PSA oxygen plants — the cleaner, cheaper tech that could help ease India’s current crisis

Release Date: 2021-10-27

New Delhi: On 25 April, more than a year into the pandemic, the Government of India announced that 551 Pressure Swing Adsorption (PSA) Medical Oxygen Generation Plants will be set up in public health facilities across the country. This is in addition to the 162 plants that were announced earlier and for which Rs 201.58 crore was allocated.

The issue has become a controversial one as states and the Centre are locked in a blame game over whose responsibility it was to set up these plants. The debate has taken centre-stage given the alarming rise in Covid-19 cases in the country that has led to a severe shortage of medical oxygen.The cost
PSA oxygen plants have an initial set-up cost, which depends on the capacity of the plant. But that is more than offset by the savings in monthly oxygen bills, say hospital owners who have opted for these plants.

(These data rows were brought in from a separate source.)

//! Form decoding and validation
//!
//! Bodies are decoded as ordered key/value pairs so multi-select fields
//! (`genres=Jazz&genres=Rock`) keep every value. Each form type turns the raw
//! values into the write payload the repositories expect, or into
//! [`FormErrors`] for re-rendering.

mod artist;
mod show;
mod venue;

pub use artist::ArtistForm;
pub use show::ShowForm;
pub use venue::VenueForm;

use once_cell::sync::Lazy;
use regex::Regex;
use showbook_common::catalog;
use std::collections::BTreeMap;

static PHONE_PATTERN: Lazy<Regex> = Lazy::new(|| {
    Regex::new(r"^(\(\d{3}\)\s?|\d{3}[-.\s]?)\d{3}[-.\s]?\d{4}$").expect("phone pattern is valid")
});

static URL_PATTERN: Lazy<Regex> =
    Lazy::new(|| Regex::new(r"(?i)^https?://[^\s/$.?#][^\s]*$").expect("url pattern is valid"));

/// Decoded `application/x-www-form-urlencoded` body
#[derive(Debug, Clone, Default)]
pub struct FormFields {
    pairs: Vec<(String, String)>,
}

impl FormFields {
    pub fn new(pairs: Vec<(String, String)>) -> Self {
        Self { pairs }
    }

    /// First value submitted under `name`
    pub fn get(&self, name: &str) -> Option<&str> {
        self.pairs
            .iter()
            .find(|(key, _)| key == name)
            .map(|(_, value)| value.as_str())
    }

    /// First value under `name`, trimmed; empty when absent
    pub fn text(&self, name: &str) -> String {
        self.get(name).map(str::trim).unwrap_or_default().to_string()
    }

    /// Every value submitted under `name`, in submission order
    pub fn all(&self, name: &str) -> Vec<String> {
        self.pairs
            .iter()
            .filter(|(key, _)| key == name)
            .map(|(_, value)| value.clone())
            .collect()
    }

    /// Checkbox semantics: absent is false
    pub fn flag(&self, name: &str) -> bool {
        matches!(
            self.get(name).map(|v| v.trim().to_ascii_lowercase()).as_deref(),
            Some("y" | "yes" | "on" | "true" | "1")
        )
    }
}

/// Field-level validation messages, keyed by form field name
#[derive(Debug, Clone, Default, PartialEq)]
pub struct FormErrors {
    errors: BTreeMap<&'static str, Vec<String>>,
}

impl FormErrors {
    pub fn add(&mut self, field: &'static str, message: impl Into<String>) {
        self.errors.entry(field).or_default().push(message.into());
    }

    pub fn is_empty(&self) -> bool {
        self.errors.is_empty()
    }

    /// Messages for one field (empty when the field is valid)
    pub fn get(&self, field: &str) -> &[String] {
        self.errors.get(field).map(Vec::as_slice).unwrap_or_default()
    }

    /// Names of the fields that failed
    pub fn fields(&self) -> impl Iterator<Item = &'static str> + '_ {
        self.errors.keys().copied()
    }

    /// `Ok(value)` when no errors were recorded
    pub fn into_result<T>(self, value: T) -> Result<T, FormErrors> {
        if self.is_empty() {
            Ok(value)
        } else {
            Err(self)
        }
    }
}

fn required_text(errors: &mut FormErrors, field: &'static str, value: &str) -> String {
    let value = value.trim();
    if value.is_empty() {
        errors.add(field, "This field is required.");
    }
    value.to_string()
}

fn state_code(errors: &mut FormErrors, field: &'static str, value: &str) -> String {
    if value.trim().is_empty() {
        errors.add(field, "This field is required.");
        return String::new();
    }
    match catalog::normalize_state(value) {
        Some(code) => code.to_string(),
        None => {
            errors.add(field, "Not a valid choice.");
            value.trim().to_string()
        }
    }
}

fn optional_phone(errors: &mut FormErrors, field: &'static str, value: &str) -> Option<String> {
    let value = value.trim();
    if value.is_empty() {
        return None;
    }
    if !PHONE_PATTERN.is_match(value) {
        errors.add(field, "Invalid phone number (expected e.g. 555-555-5555).");
    }
    Some(value.to_string())
}

fn optional_url(errors: &mut FormErrors, field: &'static str, value: &str) -> Option<String> {
    let value = value.trim();
    if value.is_empty() {
        return None;
    }
    if !URL_PATTERN.is_match(value) {
        errors.add(field, "Invalid URL.");
    }
    Some(value.to_string())
}

/// Validate a multi-select genre list, collapsing duplicates
fn genre_list(errors: &mut FormErrors, field: &'static str, values: &[String]) -> Vec<String> {
    let mut genres: Vec<String> = Vec::with_capacity(values.len());
    for value in values.iter().map(|v| v.trim()).filter(|v| !v.is_empty()) {
        match catalog::lookup_genre(value) {
            Some(genre) => {
                if !genres.iter().any(|g| g == genre) {
                    genres.push(genre.to_string());
                }
            }
            None => errors.add(field, format!("'{}' is not a valid choice.", value)),
        }
    }
    if genres.is_empty() && errors.get(field).is_empty() {
        errors.add(field, "Select at least one genre.");
    }
    genres
}

/// Seeking descriptions only mean something while the flag is set
fn seeking_text(seeking: bool, value: &str) -> Option<String> {
    let value = value.trim();
    (seeking && !value.is_empty()).then(|| value.to_string())
}

fn positive_id(errors: &mut FormErrors, field: &'static str, value: &str) -> i64 {
    let value = value.trim();
    if value.is_empty() {
        errors.add(field, "This field is required.");
        return 0;
    }
    match value.parse::<i64>() {
        Ok(id) if id > 0 => id,
        _ => {
            errors.add(field, "Must be a positive whole number.");
            0
        }
    }
}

The 150 oxygen plants for which the Central Medical Services Society (CMSS), an autonomous body under the Ministry of Health and Family Welfare, invited tenders last year, ranged in capacity from 100-3,200 litres per minute (LPM). However, only 33 have been set up so far.

The 150 plants cumulatively would have had a capacity of 80,500 litres per minute. A plant that can supply 24 cylinders worth of gas per day costs about Rs 33 lakh to set up and can be completed in a couple of weeks.

A 240-bed hospital would require about 550 LPM oxygen. A hospital of that size, say with 40 ICU beds, ordinarily uses oxygen worth about Rs 5 lakh per month.

But oxygen usage has gone up dramatically because of Covid-19. Industry sources say a PSA plant that costs about Rs 50 lakh would be adequate for such a hospital. This means the hospital would have recovered the investment in terms of monthly oxygen bill savings in 18 months.

Advantages of PSA plant
There are two obvious advantages of the technology — the first is that the hospital gets a captive plant that can generate all the oxygen it needs, doing away with the need for cylinders etc. As the home ministry said Monday, India’s problem is not oxygen generation but oxygen transportation.

Handling cylinders also has a safety aspect to it as oxygen under high pressure is highly inflammable. Several fires in Covid-19 hospitals across the country in the last few days have been grim reminders of those risks. The plant can also give it some buffer during times of augmented demand. It is not an expensive technology.

But what works very well for hospitals also is the fact that PSA is ‘clean technology’. The raw material that it uses is the ambient air. It also takes very limited space; the maximum area occupied by a PSA oxygen plant is about 7 ft/9ft/7ft. It takes just a few weeks to get a plant up and running and there are at least 25 vendors in the country who can supply between 2-20 plants per month.